С тем большим воодушевлением осваивала образ Русского Христа и евангельскую сюжетику в целом изящная словесность. От псалмопевческих переложений она перешла в XIX–XX веках к поэтической христологии (пушкинский замысел драмы «Христос»; Плещеев, Некрасов, Тютчев, Надсон) и к осмыслению эпизодов Евангелия в их эсхатологической напряженности и трагической глубине.
Если карающий и беспощадный Бог Анны Карениной, Вершитель ее совестного суда в одноименном романе Л. Толстого (1873–1877) отчетливо проясняет ветхозаветные черты, то Ф. Достоевский остался на позиции евангельского Христа – глашатая религии любви.
Мистикой сердечного сочувствия страстям Христовым живет герой-праведник «Однодума» (1879; ер. «На краю света», 1875–1876) Н. Лескова и пафосом милосердия – герои тургеневской новеллы «Милостыня».
На рубеже веков возникают философско-эстетические и психологические (о фрейдизме промолчим) транскрипции категории поступка применительно к Священной истории. Поведение человека и мотивации его поступков оказались сложнее, чем ранее думалось, поэтому усложняются в трудах богословов и писателей и оценки поведения, например, апостола Иуды (в «Иуде Искариотском» (1907) Л. Андреева; ер.: Муретов М. Иуда Предатель, 1905; Булгаков С. Иуда Искариот – Апостол-предатель, 1931) и Антихриста (В. Свенцицкий; С. Булгаков; Д. Андреев; А. Мацейна). Цель этих трактовок все та же: «Не судите, да не судимы будете» (Мф. 7:1; Лк. 6:37). Суд над антагонистами Христа свершается в непосредственном переживании события, которое произошло только что, вот-вот, здесь и сейчас.
О. Мандельштам в трактате «Разговор о Данте» (1933) писал, что современники великого флорентийца воспринимали Библию как экстренный выпуск газеты. В полной мере эту реплику можно отнести к русскому опыту поэтического евангелизма.
Конечно, не обошлось и без «ересей». Употребим это слово вне контекстов осуждения: поэт, даже и христианский, всегда немножко «еретик», если он не пономарь, озвучивающий Псалтырь (как некоторые новоявленные псалмопевцы).

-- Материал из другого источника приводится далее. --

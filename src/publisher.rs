/// file: src/publisher.rs
/// description: Dedup against persisted (handle, item) keys and delta publishing.
/// Publisher — appends only never-seen `(handle, item)` pairs to the record
/// store, mirrors them into the delta view and flags the appended range as
/// new for auditing.
use crate::cleaner;
use crate::models::{AppError, CleanRow, RawRow, RecordKey, RowRange};
use crate::runner::RowSink;
use async_trait::async_trait;
use std::collections::HashSet;
use tracing::{debug, info, warn};

// ---------------------------------------------------------------------------
// Store contract
// ---------------------------------------------------------------------------

/// How the delta view is updated on each publish.
#[derive(Debug, Clone, Copy, PartialEq, Eq)]
pub enum DeltaMode {
    Append,
    Replace,
}

impl DeltaMode {
    pub fn from_clear_flag(clear_delta: bool) -> Self {
        if clear_delta {
            DeltaMode::Replace
        } else {
            DeltaMode::Append
        }
    }
}

#[async_trait]
pub trait RecordStore: Send + Sync {
    async fn read_all_keys(&self) -> Result<HashSet<RecordKey>, AppError>;

    /// Append in order, skipping keys another writer stored since the last
    /// read. Returns what was actually inserted.
    async fn append_rows(&self, rows: &[CleanRow]) -> Result<Appended, AppError>;

    async fn write_delta(&self, rows: &[CleanRow], mode: DeltaMode) -> Result<(), AppError>;

    async fn mark_range(&self, range: RowRange) -> Result<(), AppError>;
}

/// Rows an append inserted and the id range they landed in.
#[derive(Debug, Clone, PartialEq, Eq)]
pub struct Appended {
    pub range: RowRange,
    pub rows: Vec<CleanRow>,
}

// ---------------------------------------------------------------------------
// Dedup
// ---------------------------------------------------------------------------

/// Rows whose key is absent from `existing`, first occurrence wins within
/// the batch. Encounter order is kept.
pub fn select_new(rows: &[CleanRow], existing: &HashSet<RecordKey>) -> Vec<CleanRow> {
    let mut seen: HashSet<RecordKey> = HashSet::new();
    rows.iter()
        .filter(|row| {
            let key = row.key();
            !existing.contains(&key) && seen.insert(key)
        })
        .cloned()
        .collect()
}

#[derive(Debug, Clone)]
pub struct PublishReport {
    pub received: usize,
    pub new_rows: Vec<CleanRow>,
    pub range: Option<RowRange>,
}

impl PublishReport {
    pub fn is_noop(&self) -> bool {
        self.new_rows.is_empty()
    }
}

pub struct DedupPublisher<S> {
    store: S,
    delta_mode: DeltaMode,
}

impl<S: RecordStore> DedupPublisher<S> {
    pub fn new(store: S, delta_mode: DeltaMode) -> Self {
        Self { store, delta_mode }
    }

    pub fn store(&self) -> &S {
        &self.store
    }

    pub async fn publish(&self, rows: &[CleanRow]) -> Result<PublishReport, AppError> {
        self.publish_with_mode(rows, self.delta_mode).await
    }

    /// Publish with an explicit delta mode for this call.
    pub async fn publish_with_mode(
        &self,
        rows: &[CleanRow],
        delta_mode: DeltaMode,
    ) -> Result<PublishReport, AppError> {
        let existing = self.store.read_all_keys().await?;
        let candidates = select_new(rows, &existing);

        let noop = |new_rows: Vec<CleanRow>| PublishReport {
            received: rows.len(),
            new_rows,
            range: None,
        };

        if candidates.is_empty() {
            info!(received = rows.len(), "No new interests this run");
            return Ok(noop(candidates));
        }

        let Appended { range, rows: inserted } = self.store.append_rows(&candidates).await?;
        if inserted.len() < candidates.len() {
            warn!(
                candidates = candidates.len(),
                inserted = inserted.len(),
                "Some keys were stored concurrently; skipped"
            );
        }
        if inserted.is_empty() {
            return Ok(noop(inserted));
        }

        self.store.write_delta(&inserted, delta_mode).await?;
        self.store.mark_range(range).await?;

        info!(
            received = rows.len(),
            appended = inserted.len(),
            first_id = range.start,
            last_id = range.end,
            ?delta_mode,
            "Published new rows"
        );

        Ok(PublishReport {
            received: rows.len(),
            new_rows: inserted,
            range: Some(range),
        })
    }
}

// ---------------------------------------------------------------------------
// Sink adapter
// ---------------------------------------------------------------------------

/// Cleans each flushed batch and publishes it. Every flush is an independent
/// publish, so a store failure never touches rows published earlier.
///
/// One sink spans one run: in `Replace` mode the delta view is replaced by
/// the first publish that adds rows and appended to by later ones, so it
/// ends up holding the whole run's additions.
pub struct PublishingSink<S> {
    publisher: DedupPublisher<S>,
    published: usize,
    delta_started: bool,
}

impl<S: RecordStore> PublishingSink<S> {
    pub fn new(publisher: DedupPublisher<S>) -> Self {
        Self {
            publisher,
            published: 0,
            delta_started: false,
        }
    }

    fn delta_mode(&self) -> DeltaMode {
        if self.delta_started {
            DeltaMode::Append
        } else {
            self.publisher.delta_mode
        }
    }

    /// Rows newly persisted across all flushes so far.
    pub fn published(&self) -> usize {
        self.published
    }
}

#[async_trait]
impl<S: RecordStore> RowSink for PublishingSink<S> {
    async fn write_rows(&mut self, rows: &[RawRow]) -> Result<(), AppError> {
        let cleaned = cleaner::clean(rows);
        debug!(raw = rows.len(), cleaned = cleaned.len(), "Cleaned flushed rows");
        let report = self
            .publisher
            .publish_with_mode(&cleaned, self.delta_mode())
            .await?;
        if !report.is_noop() {
            self.delta_started = true;
        }
        self.published += report.new_rows.len();
        Ok(())
    }
}
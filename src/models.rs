/// file: src/models.rs
/// description: Domain rows, HTTP request/response shapes, and AppError mapping.
/// Domain types shared by the harvester, the cleaner, the publisher and the
/// HTTP surface.
///
/// Column order of the serde structs is part of the on-disk contract: staging
/// files are `[source_url, name, run_date]`, persisted rows are
/// `[handle, company, date]`.
use axum::{
    Json,
    http::StatusCode,
    response::{IntoResponse, Response},
};
use chrono::NaiveDate;
use serde::{Deserialize, Serialize};
use thiserror::Error;

// ---------------------------------------------------------------------------
// Error type
// ---------------------------------------------------------------------------

#[derive(Debug, Error)]
pub enum AppError {
    #[error("navigation failed for {url}: {reason}")]
    Navigation { url: String, reason: String },

    #[error("no element matching `{selector}` attached within {timeout_ms} ms")]
    SelectorTimeout { selector: String, timeout_ms: u64 },

    #[error("browser error: {0}")]
    Browser(String),

    #[error("database pool error: {0}")]
    Pool(#[from] deadpool_postgres::PoolError),

    #[error("postgres error: {0}")]
    Postgres(#[from] tokio_postgres::Error),

    #[error("csv error: {0}")]
    Csv(#[from] csv::Error),

    #[error("io error: {0}")]
    Io(#[from] std::io::Error),

    #[error("serialization error: {0}")]
    Serialization(#[from] serde_json::Error),

    #[error("invalid URL: {0}")]
    InvalidUrl(#[from] url::ParseError),

    #[error("configuration error: {0}")]
    Config(String),

    #[error("a scrape run is already in progress")]
    Busy,

    #[error("bad request: {0}")]
    BadRequest(String),
}

impl AppError {
    /// Failures scoped to a single target. The batch logs them and moves on.
    pub fn is_target_failure(&self) -> bool {
        matches!(
            self,
            AppError::Navigation { .. } | AppError::SelectorTimeout { .. }
        )
    }

    /// Store read/write failures.
    pub fn is_persistence(&self) -> bool {
        matches!(
            self,
            AppError::Pool(_) | AppError::Postgres(_) | AppError::Csv(_) | AppError::Io(_)
        )
    }
}

impl IntoResponse for AppError {
    fn into_response(self) -> Response {
        let status = match &self {
            AppError::BadRequest(_) | AppError::InvalidUrl(_) => StatusCode::BAD_REQUEST,
            AppError::Busy => StatusCode::CONFLICT,
            AppError::Navigation { .. } | AppError::SelectorTimeout { .. } => {
                StatusCode::BAD_GATEWAY
            }
            _ => StatusCode::INTERNAL_SERVER_ERROR,
        };

        #[derive(Serialize)]
        struct Body {
            status: &'static str,
            message: String,
        }

        (
            status,
            Json(Body {
                status: "error",
                message: self.to_string(),
            }),
        )
            .into_response()
    }
}

// ---------------------------------------------------------------------------
// Targets
// ---------------------------------------------------------------------------

/// One profile to harvest.
#[derive(Debug, Clone, PartialEq, Eq)]
pub struct Target {
    pub handle: String,
    pub url: String,
}

impl Target {
    /// Builds the navigable URL by substituting `handle` into `template`.
    pub fn from_handle(handle: &str, template: &str) -> Result<Self, AppError> {
        let handle = handle.trim();
        if handle.is_empty() {
            return Err(AppError::BadRequest("empty handle".to_string()));
        }
        let url = url::Url::parse(&template.replacen("{}", handle, 1))?;
        Ok(Self {
            handle: handle.to_string(),
            url: url.to_string(),
        })
    }
}

// ---------------------------------------------------------------------------
// Rows
// ---------------------------------------------------------------------------

/// One scraped DOM text, as staged on disk.
#[derive(Debug, Clone, PartialEq, Eq, Serialize, Deserialize)]
pub struct RawRow {
    pub source_url: String,
    #[serde(rename = "name")]
    pub text: String,
    #[serde(rename = "run_date")]
    pub date: NaiveDate,
}

/// A normalized row ready for publishing.
#[derive(Debug, Clone, PartialEq, Eq, Serialize, Deserialize)]
pub struct CleanRow {
    pub handle: String,
    #[serde(rename = "company")]
    pub item: String,
    pub date: NaiveDate,
}

impl CleanRow {
    pub fn key(&self) -> RecordKey {
        (self.handle.clone(), self.item.clone())
    }
}

/// Dedup key of the persisted store.
pub type RecordKey = (String, String);

/// A persisted `(handle, item)` pair and the date it was first seen.
#[derive(Debug, Clone, Serialize)]
pub struct PersistedRecord {
    pub handle: String,
    pub company: String,
    pub date_scraped: NaiveDate,
    pub is_new: bool,
}

/// Inclusive range of persisted row ids written by one append.
#[derive(Debug, Clone, Copy, PartialEq, Eq)]
pub struct RowRange {
    pub start: i64,
    pub end: i64,
}

impl RowRange {
    pub fn len(&self) -> usize {
        (self.end - self.start + 1).max(0) as usize
    }

    pub fn is_empty(&self) -> bool {
        self.end < self.start
    }
}

// ---------------------------------------------------------------------------
// HTTP request shapes
// ---------------------------------------------------------------------------

#[derive(Debug, Clone, Deserialize)]
pub struct ConnectionsQuery {
    #[serde(default)]
    pub handle: Option<String>,
}

// ---------------------------------------------------------------------------
// HTTP response shapes
// ---------------------------------------------------------------------------

#[derive(Debug, Serialize)]
pub struct ScrapeSummary {
    pub status: String,
    pub message: String,
    pub data_count: usize,
}

#[derive(Debug, Serialize)]
pub struct ConnectionsResponse {
    pub connections: Vec<PersistedRecord>,
}

#[derive(Debug, Serialize)]
pub struct HealthResponse {
    pub status: String,
    pub database: ComponentStatus,
}

#[derive(Debug, Serialize)]
pub struct ComponentStatus {
    pub healthy: bool,
    #[serde(skip_serializing_if = "Option::is_none")]
    pub error: Option<String>,
}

В новокрестьянской поэзии воскрешаются мотивы «мужицкого Христа» (Н. Клюев, С. Есенин), а в опусах символистского толка развернут Апокалипсис Второго пришествия (ранние «Симфонии» A. Белого; «Эсхатологическая мозаика» П. Флоренского; лирика Ф. Сологуба, Д. Мережковского, 3. Гиппиус, М. Волошина). Актуализуется старинная апокалиптика Третьего Завета иоахимитского толка (А. Шмидт; оккультные школы; теософы всех мастей; псевдорелигии, вроде рериховской клоунады).
Особую мифологию «экуменического» Русского Христа создал B. Хлебников; эсхатологическая концепция Мессии предъявлена в «Розе Мира» (1950-е годы) и в лирике Д. Андреева.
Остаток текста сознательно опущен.